Öte yandan kamu otoritelerinin rantın ve şirketlerin karşısında yer almaması ve adaletin arayışlarının karşılıksız bırakılması kırsal alanlardaki projelerin yarattığı sorunları derinleştiriyor. Bu ortadayken, rant politikaları için hesap vermesi gerekenler, iki gün sonra Metin Lokumcu davasının karar duruşmasında tüm sanıkların beraatine karar verilmesiyle bir başka adaletsizliğe imza attılar. Bununla da yetinilmedi. Kibar’a yönelik saldırıya ilişkin adaletsizlik daha şimdiden kendini gösterdi. Köylülere ateş eden yüklenici şirket yetkililerinden Muhammet Ustabaş tutuklandı ancak silahın sahibi şirket çalışanı adli kontrol şartıyla serbest bırakıldı.
***
Yeşil Artvin Derneği Başkanı Neşe Karahan’ın dediği gibi “...soruşturmanın daha ilk gününde katliamda kullanılan silah sahibinin serbest bırakılmış olması gerçek suçluların gizlenerek bütün suçun bir katile yıkılmasıyla geçiştirileceği yönünde kaygılarımızı artırmaktadır.” Bu da yetmez gibi, başka adaletsizlik de önceki gün de Müdürlük önünde konuşan Dursun Ali Koyuncu için verilen tutuklama kararı oldu.
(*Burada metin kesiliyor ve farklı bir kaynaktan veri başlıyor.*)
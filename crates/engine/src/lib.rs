//! depwatch 스캔 엔진
//!
//! 대상 디렉토리의 빌드/패키지 생태계를 탐지하고, 각 생태계의 도구를 안전하게 실행하여
//! 의존성 그래프를 추출한 뒤 하나의 작업 결과로 병합합니다.
//!
//! # 모듈 구성
//!
//! - [`error`]: 엔진 에러 (`EngineError`)
//! - [`config`]: 엔진 설정 (`EngineSettings`, 빌더)
//! - [`process`]: 외부 프로세스 실행 (`ProcessRunner`, `Invocation`, `EnvOverlay`)
//! - [`failure`]: 실행 실패 분류 (`ExecutionFailure`, `FailureKind`)
//! - [`version`]: 도구 버전 파싱 (`ToolVersion`)
//! - [`environment`]: 결정된 생태계 환경 (`EcosystemEnvironment`)
//! - [`detector`]: 생태계 탐지기 (`EcosystemDetector` trait, Gradle/Maven/npm/Go/pip)
//! - [`extract`]: 의존성 추출 (트리 출력, lockfile)
//! - [`task`]: 스캔 작업 모델과 상태 전이 (`ScanTask`, `TaskState`, `TaskResult`)
//! - [`context`]: 실행 컨텍스트 (`ExecContext`, `ScanContext`)
//! - [`git`]: Git 메타데이터
//! - [`deep`]: 업로드 대상 수집 (딥 스캔, 바이너리/펌웨어)
//! - [`inspector`]: 오케스트레이터 (`Inspector`)
//!
//! # 아키텍처
//!
//! ```text
//! ScanTask --> ScanContext --> Inspector --+--> EcosystemDetector (생태계별 동시)
//!                                          |        |
//!                                          |   ProcessRunner --> VersionProbe / FailureClassifier
//!                                          |        |
//!                                          +--> extract --> TaskResult --> ApiClient
//! ```

pub mod config;
pub mod context;
pub mod deep;
pub mod detector;
pub mod environment;
pub mod error;
pub mod extract;
pub mod failure;
pub mod git;
pub mod inspector;
pub mod process;
pub mod task;
pub mod types;
pub mod version;

// --- Public API Re-exports ---

// 오케스트레이터
pub use inspector::Inspector;

// 설정
pub use config::{EngineSettings, EngineSettingsBuilder};

// 컨텍스트
pub use context::{ExecContext, ScanContext};

// 에러
pub use error::EngineError;
pub use failure::{ExecutionFailure, FailureKind, STDERR_EXCERPT_LIMIT};
pub use process::{EnvOverlay, Invocation, ProcessError, ProcessOutput, ProcessRunner};

// 탐지
pub use detector::{
    Detection, EcosystemDetector, GoDetector, GradleDetector, ManifestOnlyReason, MavenDetector,
    NpmDetector, PipDetector, default_detectors,
};
pub use environment::{CandidateAttempt, CandidateOrigin, CandidateStatus, EcosystemEnvironment};
pub use version::{ToolVersion, VersionParseError};

// 추출
pub use extract::{ExtractOptions, ScopeFilter};

// 작업
pub use task::{
    Artifact, Diagnostic, DiagnosticStage, EcosystemModule, ScanTask, ScanTaskBuilder, TaskReport,
    TaskResult, TaskState,
};

// 도메인 타입
pub use git::GitInfo;
pub use types::{Dependency, Ecosystem};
El Pepe, a Supreme Life belgeselinin sonunda yaptığı konuşmasında Mujica “Ve neticede insanlığın faydası için hayatın aleyhine değil, lehine olmak lazım” diyor. Tıpkı Kibar gibi. Kibar’ın ismi şimdi köylüleri mücadelelerine daha çok kenetledi. İhaleler iptal edilene ve ormanlar güvence altına alınana kadar bu direnişin süreceği çok açık. Dahası bu mücadele artık Lokumcu’nun adalet arayışının da bir parçası. Büyüknohutçular’ın ve köyleri, toprakları sermaye saldırısı altında olan, direnen, adalet arayan; hayatın lehine olan her mücadelenin bir parçası olacak ve bu toprakların belleğinde daima yaşayacak.